For this exercise, restate the data below with no change at all.

---*---

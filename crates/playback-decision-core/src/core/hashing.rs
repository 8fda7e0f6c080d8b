// crates/playback-decision-core/src/core/hashing.rs
// ============================================================================
// Module: Playback Decision Canonical Hashing
// Description: RFC 8785 JSON canonicalization and SHA-256 digests.
// Purpose: Provide stable semantic hashes for decision inputs and replay artifacts.
// Dependencies: serde, serde_jcs, sha2
// ============================================================================

//! ## Overview
//! Canonical JSON is produced with RFC 8785 (JCS) so that key order and number
//! formatting never depend on the producer. Digests are lowercase hex.

// ============================================================================
// SECTION: Imports
// ============================================================================

use std::fmt;

use serde::Serialize;
use sha2::Digest;
use sha2::Sha256;
use thiserror::Error;

// ============================================================================
// SECTION: Hash Algorithm
// ============================================================================

/// Supported hash algorithms for decision input digests.
#[derive(Debug, Clone, Copy, PartialEq, Eq, Hash, Serialize)]
#[serde(rename_all = "snake_case")]
pub enum HashAlgorithm {
    /// SHA-256 hashing.
    Sha256,
}

/// Default hash algorithm.
pub const DEFAULT_HASH_ALGORITHM: HashAlgorithm = HashAlgorithm::Sha256;

// ============================================================================
// SECTION: Hash Digest
// ============================================================================

/// Content hash of canonical bytes.
#[derive(Debug, Clone, PartialEq, Eq, Hash, Serialize)]
pub struct HashDigest {
    /// Hash algorithm identifier.
    pub algorithm: HashAlgorithm,
    /// Lowercase hex-encoded digest bytes.
    pub value: String,
}

impl HashDigest {
    /// Creates a digest from raw digest bytes.
    #[must_use]
    pub fn new(algorithm: HashAlgorithm, bytes: &[u8]) -> Self {
        Self {
            algorithm,
            value: hex_encode(bytes),
        }
    }
}

impl fmt::Display for HashDigest {
    fn fmt(&self, f: &mut fmt::Formatter<'_>) -> fmt::Result {
        f.write_str(&self.value)
    }
}

// ============================================================================
// SECTION: Errors
// ============================================================================

/// Errors raised when computing canonical hashes.
#[derive(Debug, Error)]
pub enum HashError {
    /// JSON canonicalization failed.
    #[error("failed to canonicalize json: {0}")]
    Canonicalization(String),
}

// ============================================================================
// SECTION: Hashing Helpers
// ============================================================================

/// Returns canonical JSON bytes for a serializable value using RFC 8785.
///
/// # Errors
///
/// Returns [`HashError::Canonicalization`] when serialization fails.
pub fn canonical_json_bytes<T: Serialize + ?Sized>(value: &T) -> Result<Vec<u8>, HashError> {
    serde_jcs::to_vec(value).map_err(|err| HashError::Canonicalization(err.to_string()))
}

/// Hashes canonical JSON using the provided algorithm.
///
/// # Errors
///
/// Returns [`HashError::Canonicalization`] when serialization fails.
pub fn hash_canonical_json<T: Serialize + ?Sized>(
    algorithm: HashAlgorithm,
    value: &T,
) -> Result<HashDigest, HashError> {
    let bytes = canonical_json_bytes(value)?;
    Ok(hash_bytes(algorithm, &bytes))
}

/// Hashes raw bytes using the provided algorithm.
#[must_use]
pub fn hash_bytes(algorithm: HashAlgorithm, bytes: &[u8]) -> HashDigest {
    match algorithm {
        HashAlgorithm::Sha256 => {
            let digest = Sha256::digest(bytes);
            HashDigest::new(HashAlgorithm::Sha256, &digest)
        }
    }
}

// ============================================================================
// SECTION: Hex Encoding
// ============================================================================

/// Encodes bytes as a lowercase hex string.
fn hex_encode(bytes: &[u8]) -> String {
    const HEX: &[u8; 16] = b"0123456789abcdef";
    let mut out = String::with_capacity(bytes.len() * 2);
    for byte in bytes {
        out.push(char::from(HEX[usize::from(byte >> 4)]));
        out.push(char::from(HEX[usize::from(byte & 0x0f)]));
    }
    out
}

---*---

EXPECTED ANSWER:
filename crates/playback-decision-core/src/core/hashing.rs
repository 8fda7e0f6c080d8b
// crates/playback-decision-core/src/core/hashing.rs
// ============================================================================
// Module: Playback Decision Canonical Hashing
// Description: RFC 8785 JSON canonicalization and SHA-256 digests.
// Purpose: Provide stable semantic hashes for decision inputs and replay artifacts.
// Dependencies: serde, serde_jcs, sha2
// ============================================================================

//! ## Overview
//! Canonical JSON is produced with RFC 8785 (JCS) so that key order and number
//! formatting never depend on the producer. Digests are lowercase hex.

// ============================================================================
// SECTION: Imports
// ============================================================================

use std::fmt;

use serde::Serialize;
use sha2::Digest;
use sha2::Sha256;
use thiserror::Error;

// ============================================================================
// SECTION: Hash Algorithm
// ============================================================================

/// Supported hash algorithms for decision input digests.
#[derive(Debug, Clone, Copy, PartialEq, Eq, Hash, Serialize)]
#[serde(rename_all = "snake_case")]
pub enum HashAlgorithm {
    /// SHA-256 hashing.
    Sha256,
}

/// Default hash algorithm.
pub const DEFAULT_HASH_ALGORITHM: HashAlgorithm = HashAlgorithm::Sha256;

// ============================================================================
// SECTION: Hash Digest
// ============================================================================

/// Content hash of canonical bytes.
#[derive(Debug, Clone, PartialEq, Eq, Hash, Serialize)]
pub struct HashDigest {
    /// Hash algorithm identifier.
    pub algorithm: HashAlgorithm,
    /// Lowercase hex-encoded digest bytes.
    pub value: String,
}

impl HashDigest {
    /// Creates a digest from raw digest bytes.
    #[must_use]
    pub fn new(algorithm: HashAlgorithm, bytes: &[u8]) -> Self {
        Self {
            algorithm,
            value: hex_encode(bytes),
        }
    }
}

impl fmt::Display for HashDigest {
    fn fmt(&self, f: &mut fmt::Formatter<'_>) -> fmt::Result {
        f.write_str(&self.value)
    }
}

// ============================================================================
// SECTION: Errors
// ============================================================================

/// Errors raised when computing canonical hashes.
#[derive(Debug, Error)]
pub enum HashError {
    /// JSON canonicalization failed.
    #[error("failed to canonicalize json: {0}")]
    Canonicalization(String),
}

// ============================================================================
// SECTION: Hashing Helpers
// ============================================================================

/// Returns canonical JSON bytes for a serializable value using RFC 8785.
///
/// # Errors
///
/// Returns [`HashError::Canonicalization`] when serialization fails.
pub fn canonical_json_bytes<T: Serialize + ?Sized>(value: &T) -> Result<Vec<u8>, HashError> {
    serde_jcs::to_vec(value).map_err(|err| HashError::Canonicalization(err.to_string()))
}

/// Hashes canonical JSON using the provided algorithm.
///
/// # Errors
///
/// Returns [`HashError::Canonicalization`] when serialization fails.
pub fn hash_canonical_json<T: Serialize + ?Sized>(
    algorithm: HashAlgorithm,
    value: &T,
) -> Result<HashDigest, HashError> {
    let bytes = canonical_json_bytes(value)?;
    Ok(hash_bytes(algorithm, &bytes))
}

/// Hashes raw bytes using the provided algorithm.
#[must_use]
pub fn hash_bytes(algorithm: HashAlgorithm, bytes: &[u8]) -> HashDigest {
    match algorithm {
        HashAlgorithm::Sha256 => {
            let digest = Sha256::digest(bytes);
            HashDigest::new(HashAlgorithm::Sha256, &digest)
        }
    }
}

// ============================================================================
// SECTION: Hex Encoding
// ============================================================================

/// Encodes bytes as a lowercase hex string.
fn hex_encode(bytes: &[u8]) -> String {
    const HEX: &[u8; 16] = b"0123456789abcdef";
    let mut out = String::with_capacity(bytes.len() * 2);
    for byte in bytes {
        out.push(char::from(HEX[usize::from(byte >> 4)]));
        out.push(char::from(HEX[usize::from(byte & 0x0f)]));
    }
    out
}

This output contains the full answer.